- _Exercise instructions_:
Copy the listing below line for line, starting at its first line and ending with the line that has "use std::time::Duration;" in it. Add nothing.

- _Data extracts_:
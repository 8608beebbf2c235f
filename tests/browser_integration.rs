#![cfg(feature = "chrome")]

use crawl_state::driver::Driver;
use crawl_state::state::{HashStateFactory, StateFactory, TreeEditStateFactory};
use crawl_state::{BrowserSession, LaunchOptions};
use std::time::Duration;

const SHOP: &str = "data:text/html,<html><body><h1>Shop</h1><button id='buy'>Buy</button><script>var x = 1;</script></body></html>";

#[test]
#[ignore] // Requires Chrome to be installed
fn test_document_extraction() {
    let session = BrowserSession::launch(LaunchOptions::new().headless(true)).expect("Failed to launch browser");
    session.navigate(SHOP).expect("Failed to navigate");

    let tree = session.get_document().expect("Failed to extract document");

    assert!(tree.find_by_tag("button").is_some());
    assert!(tree.find_by_tag("script").is_none());
    let button = tree.find_by_attribute("id", "buy").unwrap();
    assert_eq!(tree.xpath(button), "/html[1]/body[1]/button[1]");

    let json = tree.to_json().expect("Failed to convert to JSON");
    assert!(json.contains("buy"));
}

#[test]
#[ignore]
fn test_reload_is_the_same_state() {
    let session = BrowserSession::launch(LaunchOptions::new().headless(true)).expect("Failed to launch browser");
    let factory = TreeEditStateFactory::default();

    session.navigate(SHOP).expect("Failed to navigate");
    let first = factory.new_state(0, "index", Some(SHOP), &session).expect("Failed to build state");

    session.navigate(SHOP).expect("Failed to navigate");
    let second = factory.new_state(1, "index-again", Some(SHOP), &session).expect("Failed to build state");

    println!("Distance after reload: {}", first.distance(&second));
    assert!(first.equals(&second));
    assert_eq!(first.candidates().len(), 1);
}

#[test]
#[ignore]
fn test_screenshot_states() {
    let session = BrowserSession::launch(LaunchOptions::new().headless(true)).expect("Failed to launch browser");
    session.navigate(SHOP).expect("Failed to navigate");

    // Small delay to let the page render
    std::thread::sleep(Duration::from_millis(500));

    let factory = HashStateFactory::default();
    let first = factory.new_state(0, "index", None, &session).expect("Failed to build state");
    let second = factory.new_state(1, "index-again", None, &session).expect("Failed to build state");

    assert!(first.equals(&second));
    assert!(first.in_threshold(&second));
}
use crate::dom::{DocumentTree, NodeId};
use crate::error::Result;
use crate::ted::engine::{Alignment, EditOp, TreeEditDistance};
use crate::ted::extract::{ExtractedTree, NodeLabeler, extract};
use log::debug;

/// Nodes that differ between two documents, per side
#[derive(Debug, Clone, Default, PartialEq, Eq)]
pub struct ChangedNodes {
    /// Changed or removed nodes of the first document
    pub doc1: Vec<NodeId>,
    /// Changed or inserted nodes of the second document
    pub doc2: Vec<NodeId>,
}

impl ChangedNodes {
    pub fn is_empty(&self) -> bool {
        self.doc1.is_empty() && self.doc2.is_empty()
    }

    pub fn len(&self) -> usize {
        self.doc1.len() + self.doc2.len()
    }

    /// True when every changed node on both sides fails `is_displayed`.
    /// Vacuously true when nothing changed.
    pub fn all_hidden<F>(&self, doc1: &DocumentTree, doc2: &DocumentTree, is_displayed: F) -> bool
    where
        F: Fn(&DocumentTree, NodeId) -> bool,
    {
        self.doc1.iter().all(|n| !is_displayed(doc1, *n)) && self.doc2.iter().all(|n| !is_displayed(doc2, *n))
    }

    /// Number of changed nodes on both sides that fail `is_displayed`
    pub fn hidden_count<F>(&self, doc1: &DocumentTree, doc2: &DocumentTree, is_displayed: F) -> usize
    where
        F: Fn(&DocumentTree, NodeId) -> bool,
    {
        self.doc1.iter().filter(|n| !is_displayed(doc1, **n)).count()
            + self.doc2.iter().filter(|n| !is_displayed(doc2, **n)).count()
    }
}

/// One edit-distance run between two documents, kept around so the alignment
/// can be classified several ways
#[derive(Debug)]
pub struct TreeComparison<'a> {
    doc1: &'a DocumentTree,
    doc2: &'a DocumentTree,
    first: ExtractedTree,
    second: ExtractedTree,
    distance: f64,
    alignment: Alignment,
}

impl<'a> TreeComparison<'a> {
    /// Extract both documents, compute their distance and one witnessing alignment
    pub fn run(doc1: &'a DocumentTree, doc2: &'a DocumentTree, labeler: &dyn NodeLabeler) -> Result<Self> {
        let first = extract(doc1, labeler)?;
        let second = extract(doc2, labeler)?;

        let mut engine = TreeEditDistance::compute(&first.root, &second.root);
        let distance = engine.distance();
        let alignment = engine.alignment();
        debug!(
            "Edit distance {} between trees of {} and {} nodes ({} aligned pairs)",
            distance,
            first.len(),
            second.len(),
            alignment.len()
        );

        Ok(Self {
            doc1,
            doc2,
            first,
            second,
            distance,
            alignment,
        })
    }

    pub fn distance(&self) -> f64 {
        self.distance
    }

    pub fn alignment(&self) -> &Alignment {
        &self.alignment
    }

    pub fn first(&self) -> &ExtractedTree {
        &self.first
    }

    pub fn second(&self) -> &ExtractedTree {
        &self.second
    }

    fn labels_differ(&self, a: usize, b: usize) -> bool {
        match (self.first.label_at(a), self.second.label_at(b)) {
            (Some(l1), Some(l2)) => l1.to_lowercase() != l2.to_lowercase(),
            _ => true,
        }
    }

    fn texts_differ(&self, n1: NodeId, n2: NodeId) -> bool {
        let text = |tree: &DocumentTree, n: NodeId| tree.node(n).text.as_deref().unwrap_or_default().trim().to_lowercase();
        text(self.doc1, n1) != text(self.doc2, n2)
    }

    fn classify(&self, compare_text: bool) -> ChangedNodes {
        let mut changed = ChangedNodes::default();
        for op in self.alignment.ops() {
            match op {
                EditOp::Delete(a) => changed.doc1.extend(self.first.node_at(a)),
                EditOp::Insert(b) => changed.doc2.extend(self.second.node_at(b)),
                EditOp::Map(a, b) => {
                    let (Some(n1), Some(n2)) = (self.first.node_at(a), self.second.node_at(b)) else {
                        continue;
                    };
                    let differ = self.labels_differ(a, b)
                        || (compare_text
                            && self.doc1.is_text(n1)
                            && self.doc2.is_text(n2)
                            && self.texts_differ(n1, n2));
                    if differ {
                        changed.doc1.push(n1);
                        changed.doc2.push(n2);
                    }
                }
            }
        }
        changed
    }

    /// Unmatched nodes plus matched nodes whose labels differ
    pub fn changed_nodes(&self) -> ChangedNodes {
        self.classify(false)
    }

    /// Like [`changed_nodes`](Self::changed_nodes), but matched text nodes are
    /// also compared by their full trimmed text
    pub fn diff_nodes(&self) -> ChangedNodes {
        self.classify(true)
    }

    /// First-document side of [`diff_nodes`](Self::diff_nodes)
    pub fn diff_nodes_first(&self) -> Vec<NodeId> {
        self.diff_nodes().doc1
    }

    /// Whether every changed node is hidden under the documents' own
    /// displayed/dynamic annotations
    pub fn changed_all_hidden(&self) -> bool {
        self.changed_nodes()
            .all_hidden(self.doc1, self.doc2, |tree, n| tree.is_displayed(n))
    }

    /// Edit distance minus the changed nodes that are not displayed
    pub fn hidden_adjusted_distance(&self) -> f64 {
        let hidden = self
            .changed_nodes()
            .hidden_count(self.doc1, self.doc2, |tree, n| tree.is_displayed(n));
        (self.distance - hidden as f64).max(0.0)
    }

    /// Cost of the alignment with every operation touching a masked node left out
    pub fn masked_distance<M1, M2>(&self, masked1: M1, masked2: M2) -> f64
    where
        M1: Fn(NodeId) -> bool,
        M2: Fn(NodeId) -> bool,
    {
        let is_masked1 = |pos: usize| self.first.node_at(pos).is_some_and(&masked1);
        let is_masked2 = |pos: usize| self.second.node_at(pos).is_some_and(&masked2);

        let cost = self
            .alignment
            .ops()
            .filter(|op| match *op {
                EditOp::Delete(a) => !is_masked1(a),
                EditOp::Insert(b) => !is_masked2(b),
                EditOp::Map(a, b) => self.labels_differ(a, b) && !is_masked1(a) && !is_masked2(b),
            })
            .count();
        cost as f64
    }
}

/// Edit distance between two documents
pub fn edit_distance(doc1: &DocumentTree, doc2: &DocumentTree, labeler: &dyn NodeLabeler) -> Result<f64> {
    Ok(TreeComparison::run(doc1, doc2, labeler)?.distance())
}
//! Offline comparison of stored page snapshots
//!
//! Snapshots are the JSON documents produced by the DOM extraction script;
//! rectangles are a JSON list of `{id, parent_id, nested_blocks, rect}` with
//! nested blocks given as positional XPaths.

use anyhow::{Context, Result};
use clap::{Parser, Subcommand, ValueEnum};
use crawl_state::config::{ComparisonConfig, FragmentConfig, LabelMode};
use crawl_state::dom::DocumentTree;
use crawl_state::fragment::{HierarchyKind, RectangleSpec, export_overlay};
use crawl_state::state::factory::offline_hybrid_payload;
use crawl_state::state::{StatePayload, StateVertex, TreeEditPayload};
use crawl_state::ted::TreeComparison;
use log::info;
use std::fs;
use std::path::{Path, PathBuf};

#[derive(Debug, Clone, Copy, ValueEnum)]
enum Hierarchy {
    Visual,
    Dom,
}

impl From<Hierarchy> for HierarchyKind {
    fn from(value: Hierarchy) -> Self {
        match value {
            Hierarchy::Visual => HierarchyKind::Visual,
            Hierarchy::Dom => HierarchyKind::Dom,
        }
    }
}

#[derive(Parser)]
#[command(name = "state-diff")]
#[command(version)]
#[command(about = "Compare and fragment stored page snapshots", long_about = None)]
struct Cli {
    /// Comparison configuration (JSON)
    #[arg(long, short = 'c', value_name = "FILE", global = true)]
    config: Option<PathBuf>,

    /// Label nodes by tag and position instead of tag only
    #[arg(long, global = true)]
    visual: bool,

    #[command(subcommand)]
    command: Command,
}

#[derive(Subcommand)]
enum Command {
    /// Edit distance and equality of two snapshots
    Distance { first: PathBuf, second: PathBuf },

    /// Nodes that differ between two snapshots
    Diff { first: PathBuf, second: PathBuf },

    /// Build the fragment tree of a snapshot from its segmentation
    Fragments {
        snapshot: PathBuf,
        rectangles: PathBuf,

        /// Viewport screenshot to crop fragments from
        #[arg(long, value_name = "PNG")]
        screenshot: Option<PathBuf>,

        /// Directory receiving fragment crops and the overlay
        #[arg(long, short = 'o', value_name = "DIR", requires = "screenshot")]
        out: Option<PathBuf>,

        #[arg(long, value_enum, default_value = "visual")]
        hierarchy: Hierarchy,
    },
}

fn load_config(cli: &Cli) -> Result<ComparisonConfig> {
    let mut config = match &cli.config {
        Some(path) => {
            let json = fs::read_to_string(path).with_context(|| format!("reading {}", path.display()))?;
            ComparisonConfig::from_json(&json)?
        }
        None => ComparisonConfig::default(),
    };
    if cli.visual {
        config = config.label_mode(LabelMode::Visual);
    }
    Ok(config)
}

fn load_snapshot(path: &Path) -> Result<DocumentTree> {
    let json = fs::read_to_string(path).with_context(|| format!("reading {}", path.display()))?;
    DocumentTree::from_json(&json).with_context(|| format!("parsing snapshot {}", path.display()))
}

fn state_name(path: &Path) -> String {
    path.file_stem()
        .map(|s| s.to_string_lossy().into_owned())
        .unwrap_or_else(|| path.display().to_string())
}

fn distance(config: ComparisonConfig, first: &Path, second: &Path) -> Result<()> {
    let a = StateVertex::new(0, state_name(first), StatePayload::TreeEdit(TreeEditPayload::new(load_snapshot(first)?, config)));
    let b = StateVertex::new(1, state_name(second), StatePayload::TreeEdit(TreeEditPayload::new(load_snapshot(second)?, config)));

    println!("distance:        {}", a.distance(&b));
    println!("hidden-adjusted: {}", a.hidden_adjusted_distance(&b));
    println!("threshold:       {}", config.threshold);
    println!("equal:           {}", a.equals(&b));
    Ok(())
}

fn diff(config: ComparisonConfig, first: &Path, second: &Path) -> Result<()> {
    let (a, b) = (load_snapshot(first)?, load_snapshot(second)?);
    let comparison = TreeComparison::run(&a, &b, &config.label_mode)?;
    let changed = comparison.diff_nodes();

    println!("distance: {}", comparison.distance());
    println!("{} ({} changed):", first.display(), changed.doc1.len());
    for node in &changed.doc1 {
        println!("  - {}", a.xpath(*node));
    }
    println!("{} ({} changed):", second.display(), changed.doc2.len());
    for node in &changed.doc2 {
        println!("  + {}", b.xpath(*node));
    }
    Ok(())
}

fn fragments(
    config: ComparisonConfig,
    snapshot: &Path,
    rectangles: &Path,
    screenshot: Option<&Path>,
    out: Option<&Path>,
    hierarchy: Hierarchy,
) -> Result<()> {
    let tree = load_snapshot(snapshot)?;
    let json = fs::read_to_string(rectangles).with_context(|| format!("reading {}", rectangles.display()))?;
    let rectangles = RectangleSpec::load_all(&json, &tree)?;
    let screenshot = screenshot
        .map(|path| image::open(path).with_context(|| format!("opening {}", path.display())))
        .transpose()?;

    let payload = offline_hybrid_payload(tree, screenshot, &rectangles, config, FragmentConfig::default());
    let state = StateVertex::new(0, state_name(snapshot), StatePayload::Hybrid(payload));
    let Some(fragments) = state.fragments() else {
        println!("no fragments");
        return Ok(());
    };

    println!("{} fragments", fragments.len());
    print!("{}", fragments.render_tree(hierarchy.into()));

    if let (Some(dir), Some(viewport)) = (out, state.screenshot()) {
        fs::create_dir_all(dir)?;
        let written = state.export_fragments(dir, viewport)?;
        let overlay = dir.join(format!("{}-overlay.png", state.name()));
        export_overlay(fragments, viewport, &overlay)?;
        info!("Wrote {} crops and {}", written.len(), overlay.display());
    }
    Ok(())
}

fn main() -> Result<()> {
    env_logger::Builder::from_env(env_logger::Env::default().default_filter_or("info")).init();

    let cli = Cli::parse();
    let config = load_config(&cli)?;

    match &cli.command {
        Command::Distance { first, second } => distance(config, first, second),
        Command::Diff { first, second } => diff(config, first, second),
        Command::Fragments {
            snapshot,
            rectangles,
            screenshot,
            out,
            hierarchy,
        } => fragments(config, snapshot, rectangles, screenshot.as_deref(), out.as_deref(), *hierarchy),
    }
}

- _Finished task_:
repository 8608beebbf2c235f
filename tests/browser_integration.rs
#![cfg(feature = "chrome")]

use crawl_state::driver::Driver;
use crawl_state::state::{HashStateFactory, StateFactory, TreeEditStateFactory};
use crawl_state::{BrowserSession, LaunchOptions};
use std::time::Duration;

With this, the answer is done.